DNA sequencing continues to evolve quickly even after > 30 years. Many new platforms suddenly appeared and former established systems have vanished in almost the same manner. Since establishment of next-generation sequencing devices, this progress gains momentum due to the continually growing demand for higher throughput, lower costs and better quality of data. In consequence of this rapid development, standardized procedures and data formats as well as comprehensive quality management considerations are still scarce. Here, we listed and summarized current standardization efforts and quality management initiatives from companies, organizations and societies in form of published studies and ongoing projects. These comprise on the one hand quality documentation issues like technical notes, accreditation checklists and guidelines for validation of sequencing workflows. On the other hand, general standard proposals and quality metrics are developed and applied to the sequencing workflow steps with the main focus on upstream processes. Finally, certain standard developments for downstream pipeline data handling, processing and storage are discussed in brief. These standardization approaches represent a first basis for continuing work in order to prospectively implement next-generation sequencing in important areas such as clinical diagnostics, where reliable results and fast processing is crucial. Additionally, these efforts will exert a decisive influence on traceability and reproducibility of sequence data.
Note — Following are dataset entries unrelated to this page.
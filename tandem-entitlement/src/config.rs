//! Configuration for the entitlement core.

use crate::error::{EntitlementError, EntitlementResult};
use serde::{Deserialize, Serialize};
use std::path::Path;
use std::time::Duration;
use tandem_types::{PlanType, ProductId};

/// Top-level configuration.
#[derive(Debug, Clone, Default, Serialize, Deserialize)]
#[serde(default)]
pub struct EntitlementConfig {
    /// Backoff between provider reconnect attempts.
    pub reconnect: BackoffConfig,
    /// Partner-sync polling.
    pub partner_sync: PartnerSyncConfig,
    /// Store listing ids per plan.
    pub catalog: ProductCatalog,
    /// Validation error policy.
    pub validator: ValidatorPolicy,
}

impl EntitlementConfig {
    /// Parses a JSON configuration. Missing fields take their defaults.
    pub fn from_json_str(json: &str) -> EntitlementResult<Self> {
        let config: Self = serde_json::from_str(json)?;
        config.validate()?;
        Ok(config)
    }

    /// Loads a JSON configuration file.
    pub fn load(path: impl AsRef<Path>) -> EntitlementResult<Self> {
        let contents = std::fs::read_to_string(path)?;
        Self::from_json_str(&contents)
    }

    /// Rejects values that would make a loop spin or a backoff shrink.
    pub fn validate(&self) -> EntitlementResult<()> {
        self.reconnect.validate("reconnect")?;
        self.partner_sync.cooldown.validate("partner_sync.cooldown")?;
        if self.partner_sync.interval_ms == 0 {
            return Err(EntitlementError::Config(
                "partner_sync.interval_ms must be non-zero".into(),
            ));
        }
        if self.catalog.monthly == self.catalog.annual {
            return Err(EntitlementError::Config(
                "catalog plans must use distinct product ids".into(),
            ));
        }
        Ok(())
    }
}

/// Capped exponential backoff.
#[derive(Debug, Clone, PartialEq, Serialize, Deserialize)]
#[serde(default)]
pub struct BackoffConfig {
    /// Delay before the first retry (ms).
    pub initial_delay_ms: u64,
    /// Upper bound on any delay (ms).
    pub max_delay_ms: u64,
    /// Growth factor between consecutive attempts.
    pub multiplier: f64,
}

impl Default for BackoffConfig {
    fn default() -> Self {
        Self {
            initial_delay_ms: 1_000,
            max_delay_ms: 60_000,
            multiplier: 2.0,
        }
    }
}

impl BackoffConfig {
    /// Creates a backoff from millisecond bounds with multiplier 2.
    pub fn new(initial_delay_ms: u64, max_delay_ms: u64) -> Self {
        Self {
            initial_delay_ms,
            max_delay_ms,
            multiplier: 2.0,
        }
    }

    /// Delay before attempt `attempt` (1-based; 0 is treated as 1).
    ///
    /// Non-decreasing in `attempt` and never above `max_delay_ms`.
    pub fn delay_for_attempt(&self, attempt: u32) -> Duration {
        let exponent = attempt.saturating_sub(1).min(i32::MAX as u32) as i32;
        let millis = self.initial_delay_ms as f64 * self.multiplier.max(1.0).powi(exponent);
        let capped = millis.min(self.max_delay_ms as f64);
        Duration::from_millis(capped as u64)
    }

    /// Upper bound of every delay.
    pub fn max_delay(&self) -> Duration {
        Duration::from_millis(self.max_delay_ms)
    }

    fn validate(&self, name: &str) -> EntitlementResult<()> {
        if self.initial_delay_ms == 0 {
            return Err(EntitlementError::Config(format!(
                "{name}.initial_delay_ms must be non-zero"
            )));
        }
        if self.max_delay_ms < self.initial_delay_ms {
            return Err(EntitlementError::Config(format!(
                "{name}.max_delay_ms must be >= initial_delay_ms"
            )));
        }
        if !(self.multiplier >= 1.0) {
            return Err(EntitlementError::Config(format!(
                "{name}.multiplier must be >= 1.0"
            )));
        }
        Ok(())
    }
}

/// Partner-sync polling configuration.
#[derive(Debug, Clone, PartialEq, Serialize, Deserialize)]
#[serde(default)]
pub struct PartnerSyncConfig {
    /// Delay between successful reconciliations (ms).
    pub interval_ms: u64,
    /// Delay after failed reconciliations, growing with consecutive failures.
    pub cooldown: BackoffConfig,
}

impl Default for PartnerSyncConfig {
    fn default() -> Self {
        Self {
            interval_ms: 30_000,
            cooldown: BackoffConfig::new(5_000, 60_000),
        }
    }
}

impl PartnerSyncConfig {
    pub fn interval(&self) -> Duration {
        Duration::from_millis(self.interval_ms)
    }
}

/// Store listing id of each plan.
#[derive(Debug, Clone, PartialEq, Eq, Serialize, Deserialize)]
#[serde(default)]
pub struct ProductCatalog {
    pub monthly: ProductId,
    pub annual: ProductId,
}

impl Default for ProductCatalog {
    fn default() -> Self {
        Self {
            monthly: ProductId::new("premium_monthly"),
            annual: ProductId::new("premium_annual"),
        }
    }
}

impl ProductCatalog {
    /// Returns the product sold for a plan.
    pub fn product_for(&self, plan: PlanType) -> &ProductId {
        match plan {
            PlanType::Monthly => &self.monthly,
            PlanType::Annual => &self.annual,
        }
    }

    /// Returns the plan a product belongs to, if it is one of ours.
    pub fn plan_for(&self, product: &ProductId) -> Option<PlanType> {
        PlanType::ALL
            .into_iter()
            .find(|plan| self.product_for(*plan) == product)
    }
}

/// How the validator resolves an ambiguous validation failure.
#[derive(Debug, Clone, PartialEq, Eq, Serialize, Deserialize)]
#[serde(default)]
pub struct ValidatorPolicy {
    /// When the validation function fails without a verdict, grant the
    /// purchase and merge-write `isSubscribed=true` to the account store.
    /// When false, the last local value is kept and nothing is written.
    pub fallback_on_ambiguous: bool,
}

impl Default for ValidatorPolicy {
    fn default() -> Self {
        Self {
            fallback_on_ambiguous: true,
        }
    }
}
Keywords: ABRF, Association of Biomolecular Resource Facilities; BAM, binary alignment/map; CAP, College of American Pathologist's; CEN, European Committee for Standardization; CLIA, Clinical Laboratory Improvement Amendments; Data quality; ERCC, External RNA Controls Consortium; FDA, Food and Drug Administration; FFPE, formalin-fixed, paraffin-embedded; FMEA, failure mode and effects analysis; GATK, genome analysis toolkit; GSC, Genomic Standards Consortium; Guideline; HGP, Human Genome Project; Indel, insertion or deletion; MAQC, MicroArray Quality Control Project; MIGS, minimum information about a genome sequence; MOL, molecular pathology checklist; NGS, next-generation sequencing; NIST, National Institute of Standards and Technology; NTC, no-template control; Nex-StoCT, next generation sequencing — standardization of clinical testing; Next-generation sequencing; PT, proficiency testing; QA, quality assurance; QC, quality control; QM, quality management; QMS, quality management system; Quality management; RIN, RNA integrity number; SAM, sequence alignment/map; SEQC, sequencing quality control; SNP, single nucleotide polymorphism; SOP, standard operating procedure; Standardization; TN, technical note; VCF, variant call format; Validation; ddPCR, digital droplet PCR; mtDNA, mitochondrial DNA; qPCR, quantitative PCR.

Figures

Fig. 1
Fig. 1
Overview of the general NGS workflow. The main steps library and template preparation, enrichment, sequencing and data analysis are divided into substeps containing recommendations for checkpoints which are proposed for QC.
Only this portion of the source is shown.